By Jerry Tallmer
Nobody listens to 15-year-old Thelma—not her mother, who’s all wrapped up in the world-shattering question of whether the den of their house in Paramus, New Jersey, should be painted beige; not Thelma’s vague-minded father, whose main focus in life is the boats he builds as a hobby; and certainly not Thelma’s 22-year-old sister Jennifer, the slim, beautiful, high-strung one who’s engaged to be married at the Ethical Culture to a really nice, really boring law student named Kevin.
Nobody even listens when Thelma comes out of her sulk and her locked room to announce that she and her friend Harry, the charged-up kid with the knife, are going out to rob Jiffy Donut. No one still listens the next day, at least at first, when bedraggled, unkempt Thelma shouts in her non-listening father’s face: “I SET FIRE TO THE ETHICAL CULTURE!”
Just how closely are young Thelma’s actions modeled on the real-life histrionics of playwright Barbara Dana?
“Well, I never burned down a building,” said Ms. Dana in the Green Room of the Abingdon Theatre, where her “War in Paramus” can be seen through this weekend.
But you may have wanted to, at age 15?
“I did feel different from other people. Angry, dissatisfied, rebellious. I don’t have a sister, but there are actually two parts of me, the active, rebellious, strong one, and the other part that wants to be accommodating.
“I started working in the theater at 16, and it helped me a lot. Thelma didn’t have anything like that. I turned up the heat by putting Thelma and her family in suburban New Jersey rather than in a theater family in New York City,”
That is to say, in Barbara Dana’s immediate family. She herself was born in Greenwich Village but grew up on Long Island.
“My parents met as students at the American Academy of Dramatic Arts. My mother, typical of the time, gave up her acting when she got married. My father, Richard Dana, couldn’t make a living as an actor so he turned to radio writing and directing.”
Their daughter’s own career includes memorable performances back in the ’60s in “Enter Laughing,” “Where’s Daddy?,” “Room Service,” “Eh?,” and the Sheridan Square off-Broadway production of Arthur Laurents’s “A Clearing in the Woods.”
It was Barbara Dana, actress, who in 1970 turned out a first draft of her first (and, so far, only) play, this one. “My impetus for it was to create a part for myself – Thelma, the rebellious 15-year-old daughter. I was in my late 20s, but I looked very young. It needed work, but rather than work on it I wrote a novel on the same theme, ‘Crazy Eights.’ ”
She has in fact had an impressive career as a writer of children’s novels and “young adult” novels, among them “Zucchini,” about the friendship between a 12-year-old boy and a black ferret that escapes from the Bronx Zoo; “Young Joan,” about Joan of Arc; and “Necessary Parties,” about a 14-year-old boy who disapproves of his parents’ divorce and hires a lawyer-cum-garage-mechanic to try to repair the damage.

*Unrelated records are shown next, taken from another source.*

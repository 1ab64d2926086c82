// Copyright (c) 2025 Erick Bourgeois, firestoned
// SPDX-License-Identifier: MIT

//! Root credential providers for the database connections.
//!
//! `MySQL` root credentials come from environment variables of the sidecar;
//! `MongoDB` root credentials come from the auth secret referenced by the
//! cluster resource. Both are injected into the detectors as a
//! [`CredentialProvider`].

use crate::config::CredentialEnv;
use crate::constants::{SECRET_KEY_PASSWORD, SECRET_KEY_USERNAME};
use crate::errors::DetectError;
use crate::kube_api::SecretSource;
use async_trait::async_trait;
use std::collections::BTreeMap;
use std::fmt;
use std::sync::Arc;

/// Username/password pair.
#[derive(Clone, PartialEq, Eq)]
pub struct RootCredentials {
    pub username: String,
    pub password: String,
}

impl fmt::Debug for RootCredentials {
    fn fmt(&self, f: &mut fmt::Formatter<'_>) -> fmt::Result {
        f.debug_struct("RootCredentials")
            .field("username", &self.username)
            .field("password", &"<redacted>")
            .finish()
    }
}

/// What a provider may need to resolve credentials.
#[derive(Clone, Copy, Debug)]
pub struct CredentialRequest<'a> {
    pub namespace: &'a str,
    /// Name of the database cluster resource
    pub cluster: &'a str,
    /// Pod the connection is made for
    pub pod: &'a str,
    /// Auth secret referenced by the cluster resource
    pub auth_secret: Option<&'a str>,
}

/// Source of the database root credentials.
#[async_trait]
pub trait CredentialProvider: Send + Sync {
    async fn root_credentials(
        &self,
        request: CredentialRequest<'_>,
    ) -> Result<RootCredentials, DetectError>;
}

type EnvLookup = dyn Fn(&str) -> Option<String> + Send + Sync;

/// Credentials read from environment variables.
pub struct EnvCredentialProvider {
    names: CredentialEnv,
    lookup: Arc<EnvLookup>,
}

impl EnvCredentialProvider {
    /// Provider reading the process environment.
    #[must_use]
    pub fn from_process_env(names: CredentialEnv) -> Self {
        Self::with_lookup(names, |name| std::env::var(name).ok())
    }

    /// Provider reading variables through `lookup`.
    pub fn with_lookup<F>(names: CredentialEnv, lookup: F) -> Self
    where
        F: Fn(&str) -> Option<String> + Send + Sync + 'static,
    {
        Self {
            names,
            lookup: Arc::new(lookup),
        }
    }

    fn require(&self, variable: &str, request: CredentialRequest<'_>) -> Result<String, DetectError> {
        (self.lookup)(variable).ok_or_else(|| DetectError::MissingCredential {
            variable: variable.to_string(),
            pod: format!("{}/{}", request.namespace, request.pod),
        })
    }
}

#[async_trait]
impl CredentialProvider for EnvCredentialProvider {
    async fn root_credentials(
        &self,
        request: CredentialRequest<'_>,
    ) -> Result<RootCredentials, DetectError> {
        Ok(RootCredentials {
            username: self.require(&self.names.username, request)?,
            password: self.require(&self.names.password, request)?,
        })
    }
}

/// Credentials read from the cluster's basic-auth secret.
pub struct SecretCredentialProvider {
    secrets: Arc<dyn SecretSource>,
}

impl SecretCredentialProvider {
    #[must_use]
    pub fn new(secrets: Arc<dyn SecretSource>) -> Self {
        Self { secrets }
    }
}

#[async_trait]
impl CredentialProvider for SecretCredentialProvider {
    async fn root_credentials(
        &self,
        request: CredentialRequest<'_>,
    ) -> Result<RootCredentials, DetectError> {
        let secret = request
            .auth_secret
            .ok_or_else(|| DetectError::MissingAuthSecret {
                cluster: format!("{}/{}", request.namespace, request.cluster),
            })?;

        let data = self
            .secrets
            .secret_data(request.namespace, secret)
            .await
            .map_err(|source| DetectError::Kube {
                what: format!("secret {}/{secret}", request.namespace),
                source,
            })?;

        Ok(RootCredentials {
            username: secret_string(&data, secret, SECRET_KEY_USERNAME)?,
            password: secret_string(&data, secret, SECRET_KEY_PASSWORD)?,
        })
    }
}

/// Read a UTF-8 value from decoded secret data.
pub(crate) fn secret_string(
    data: &BTreeMap<String, Vec<u8>>,
    secret: &str,
    key: &str,
) -> Result<String, DetectError> {
    data.get(key)
        .map(|bytes| String::from_utf8_lossy(bytes).into_owned())
        .ok_or_else(|| DetectError::MissingSecretKey {
            secret: secret.to_string(),
            key: key.to_string(),
        })
}

#[cfg(test)]
#[path = "credentials_tests.rs"]
mod credentials_tests;
// Copyright (c) 2025 Erick Bourgeois, firestoned
// SPDX-License-Identifier: MIT

//! Runtime configuration consumed by the controller.
//!
//! The binary builds a [`ControllerConfig`] from its command line; library code
//! only ever sees this struct.

use crate::cluster::{ClusterIdentity, ClusterKind};
use crate::constants::{
    DEFAULT_CACHE_SYNC_TIMEOUT_SECS, DEFAULT_CERT_DIR, DEFAULT_MAX_REQUEUES,
    DEFAULT_MYSQL_ROOT_PASSWORD_ENV, DEFAULT_MYSQL_ROOT_USERNAME_ENV, DEFAULT_RESYNC_PERIOD_SECS,
    DEFAULT_WORKERS,
};
use std::path::PathBuf;
use std::str::FromStr;
use std::time::Duration;

/// What happens to a sibling still labelled primary once another pod is confirmed primary.
#[derive(Clone, Copy, Debug, Default, PartialEq, Eq)]
pub enum DemotionPolicy {
    /// Relabel the sibling `secondary`
    #[default]
    Relabel,
    /// Remove the role label from the sibling
    Remove,
}

impl FromStr for DemotionPolicy {
    type Err = String;

    fn from_str(s: &str) -> Result<Self, Self::Err> {
        match s {
            "relabel" => Ok(DemotionPolicy::Relabel),
            "remove" => Ok(DemotionPolicy::Remove),
            other => Err(format!(
                "unsupported demotion policy '{other}', expected 'relabel' or 'remove'"
            )),
        }
    }
}

/// Environment variable names holding the `MySQL` root credentials.
#[derive(Clone, Debug, PartialEq, Eq)]
pub struct CredentialEnv {
    pub username: String,
    pub password: String,
}

impl Default for CredentialEnv {
    fn default() -> Self {
        Self {
            username: DEFAULT_MYSQL_ROOT_USERNAME_ENV.to_string(),
            password: DEFAULT_MYSQL_ROOT_PASSWORD_ENV.to_string(),
        }
    }
}

/// Namespace/name of a pod.
#[derive(Clone, Debug, PartialEq, Eq, Hash)]
pub struct PodIdentity {
    pub namespace: String,
    pub name: String,
}

impl PodIdentity {
    #[must_use]
    pub fn new(namespace: impl Into<String>, name: impl Into<String>) -> Self {
        Self {
            namespace: namespace.into(),
            name: name.into(),
        }
    }

    /// `namespace/name` form used in logs.
    #[must_use]
    pub fn key(&self) -> String {
        format!("{}/{}", self.namespace, self.name)
    }
}

/// Controller configuration.
#[derive(Clone, Debug)]
pub struct ControllerConfig {
    /// Cluster whose members are labelled
    pub cluster: ClusterIdentity,

    /// Namespace the controller runs in
    pub operator_namespace: String,

    /// The controller's own pod; when set every member event reconciles this pod
    pub self_pod: Option<PodIdentity>,

    /// Watch only `operator_namespace` instead of every namespace
    pub restrict_to_operator_namespace: bool,

    /// Pods reconciled concurrently
    pub workers: usize,

    /// Requeues allowed for a failing pod before it is dropped
    pub max_requeues: u32,

    /// Period after which a reconciled pod is reconciled again; zero disables resync
    pub resync_period: Duration,

    /// Time allowed for the initial cache synchronization
    pub cache_sync_timeout: Duration,

    /// Environment variable names of the `MySQL` root credentials
    pub credential_env: CredentialEnv,

    /// Directory where client certificates are written
    pub cert_dir: PathBuf,

    /// Treatment of stale primary siblings
    pub demotion: DemotionPolicy,
}

impl ControllerConfig {
    /// Configuration with defaults for everything but the cluster and namespace.
    #[must_use]
    pub fn new(cluster: ClusterIdentity, operator_namespace: impl Into<String>) -> Self {
        Self {
            cluster,
            operator_namespace: operator_namespace.into(),
            self_pod: None,
            restrict_to_operator_namespace: true,
            workers: DEFAULT_WORKERS,
            max_requeues: DEFAULT_MAX_REQUEUES,
            resync_period: Duration::from_secs(DEFAULT_RESYNC_PERIOD_SECS),
            cache_sync_timeout: Duration::from_secs(DEFAULT_CACHE_SYNC_TIMEOUT_SECS),
            credential_env: CredentialEnv::default(),
            cert_dir: PathBuf::from(DEFAULT_CERT_DIR),
            demotion: DemotionPolicy::default(),
        }
    }

    /// Namespace to watch, `None` meaning all namespaces.
    #[must_use]
    pub fn watch_namespace(&self) -> Option<&str> {
        self.restrict_to_operator_namespace
            .then_some(self.operator_namespace.as_str())
    }

    #[must_use]
    pub fn kind(&self) -> ClusterKind {
        self.cluster.kind
    }
}

#[cfg(test)]
#[path = "config_tests.rs"]
mod config_tests;
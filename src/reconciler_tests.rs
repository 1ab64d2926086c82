// Copyright (c) 2025 Erick Bourgeois, firestoned
// SPDX-License-Identifier: MIT

//! Unit tests for `reconciler.rs`

#[cfg(test)]
mod tests {
    use super::super::*;
    use crate::config::DemotionPolicy;
    use crate::errors::DetectError;
    use crate::labels::{ROLE_PRIMARY, ROLE_SECONDARY};
    use crate::test_support::{member_pod, mysql_cluster, FakeDetector, FakePodClient};

    const MEMBERS: [&str; 3] = ["my-group-0", "my-group-1", "my-group-2"];

    struct Harness {
        client: Arc<FakePodClient>,
        detector: Arc<FakeDetector>,
        reconciler: Reconciler,
    }

    impl Harness {
        fn new(roles: &[(&str, Option<&str>)], primary: &str) -> Self {
            let cluster = mysql_cluster();
            let pods: Vec<Pod> = roles
                .iter()
                .map(|(name, role)| member_pod(&cluster, name, None, *role))
                .collect();

            let client = Arc::new(FakePodClient::with_pods(pods));
            let detector = Arc::new(FakeDetector::primary(primary));
            let reconciler = Reconciler::new(
                cluster.kind,
                detector.clone(),
                LabelUpdater::new(client.clone(), cluster, DemotionPolicy::Relabel),
            );

            Self {
                client,
                detector,
                reconciler,
            }
        }

        /// Reconcile `name` against its current API state, as the controller would.
        async fn reconcile(&self, name: &str) -> Result<(), ReconcileError> {
            let pod = self.client.get(name).unwrap();
            self.reconciler.reconcile(&pod).await
        }

        async fn reconcile_all(&self) {
            for name in MEMBERS {
                self.reconcile(name).await.unwrap();
            }
        }

        fn primaries(&self) -> Vec<&'static str> {
            MEMBERS
                .into_iter()
                .filter(|name| self.client.role_of(name).as_deref() == Some(ROLE_PRIMARY))
                .collect()
        }
    }

    #[tokio::test]
    async fn test_settled_pass_leaves_exactly_one_primary() {
        let h = Harness::new(
            &[
                ("my-group-0", None),
                ("my-group-1", None),
                ("my-group-2", None),
            ],
            "my-group-1",
        );

        h.reconcile_all().await;

        assert_eq!(h.primaries(), vec!["my-group-1"]);
        assert_eq!(h.client.role_of("my-group-0").as_deref(), Some(ROLE_SECONDARY));
        assert_eq!(h.client.role_of("my-group-2").as_deref(), Some(ROLE_SECONDARY));
    }

    #[tokio::test]
    async fn test_failover_moves_the_primary_label() {
        let h = Harness::new(
            &[
                ("my-group-0", Some(ROLE_PRIMARY)),
                ("my-group-1", Some(ROLE_SECONDARY)),
                ("my-group-2", Some(ROLE_SECONDARY)),
            ],
            "my-group-0",
        );
        h.reconcile_all().await;
        assert_eq!(h.primaries(), vec!["my-group-0"]);

        h.detector.set_primary("my-group-2");
        h.reconcile_all().await;

        assert_eq!(h.primaries(), vec!["my-group-2"]);
    }

    #[tokio::test]
    async fn test_new_primary_heals_stale_label_before_old_primary_reconciles() {
        let h = Harness::new(
            &[
                ("my-group-0", Some(ROLE_PRIMARY)),
                ("my-group-1", Some(ROLE_PRIMARY)),
                ("my-group-2", Some(ROLE_SECONDARY)),
            ],
            "my-group-1",
        );

        h.reconcile("my-group-1").await.unwrap();

        assert_eq!(h.primaries(), vec!["my-group-1"]);
    }

    #[tokio::test]
    async fn test_detector_error_is_returned_unchanged() {
        let h = Harness::new(&[("my-group-0", None)], "my-group-0");
        h.detector.fail_with("demo/my-group");

        let err = h.reconcile("my-group-0").await.unwrap_err();

        assert!(matches!(
            err,
            ReconcileError::Detect(DetectError::NoPrimaryRow { ref cluster }) if cluster == "demo/my-group"
        ));
        assert!(h.client.patches().is_empty());
    }

    #[tokio::test]
    async fn test_patch_error_is_returned() {
        let h = Harness::new(&[("my-group-0", None)], "my-group-0");
        h.client.fail_patches_with(503);

        let err = h.reconcile("my-group-0").await.unwrap_err();

        assert_eq!(err.kind(), "kubernetes");
    }

    #[tokio::test]
    async fn test_secondary_is_labelled_without_touching_siblings() {
        let h = Harness::new(
            &[("my-group-0", None), ("my-group-1", Some(ROLE_PRIMARY))],
            "my-group-1",
        );

        h.reconcile("my-group-0").await.unwrap();

        assert_eq!(h.client.role_of("my-group-0").as_deref(), Some(ROLE_SECONDARY));
        assert_eq!(h.client.role_of("my-group-1").as_deref(), Some(ROLE_PRIMARY));
        assert_eq!(h.client.patches().len(), 1);
    }
}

“It was published [like several of her books] by HarperCollins, and then I co-wrote the script from it for a PBS 1988/89 special. Wrote it with my ex-husband, actually.”
Her ex-husband is the actor Alan Arkin, and together they are the parents of “three acting sons and three acting daughters-in-law”—Adam, and wife Phyllis Lyons; Matthew, and wife Pamela Newkirk Arkin; and Anthony, “my baby”—he’s 37—and wife Amelia Campbell.
Some eight years ago, when Barbara Dana was moving from Stamford, Connecticut, to South Salem, New York, she discovered that long-ago draft of “War in Paramus” in an old cardboard box.
“I thought: Oh, perhaps I should work on this, and I asked my sons and their wives and a couple of other actors to take part in a reading of it.”
Back in 1970 the play had originally been written for Elizabeth Wilson to play Thelma’s mother, Sam Groom to play her father, and Austin Pendleton to play Kevin—
The guy that big sister Jennifer’s engaged to? Whom Thelma hates?
“Exactly right. Austin and I had been in a couple of things together. And now he’s directing this.”
One of the invited actresses at that family-circle reading had been Kate Bushmann, who subsequently brought the script to the attention of the Abingdon Theatre Company on West 36th Street, while Sam Groom took it to the H.B. Studio on Bank Street, where it was staged by Billy Carden.
“In that one [Ms. Dana’s son] Anthony played Kevin, while in this one [her other son] Matthew plays the father. And Kate Bushmann plays the mother.” Rounding out the present cast: Jeremy Beiler as Kevin, Lisa McCormick as Jennifer, Gene Gallerano as Harry, the teenager with a knife, David McElfresh as another of Thelma’s young pals, and Anne Letscher as Thelma herself.
As written and rewritten and rewritten by a Thelma come full circle, 35 years later.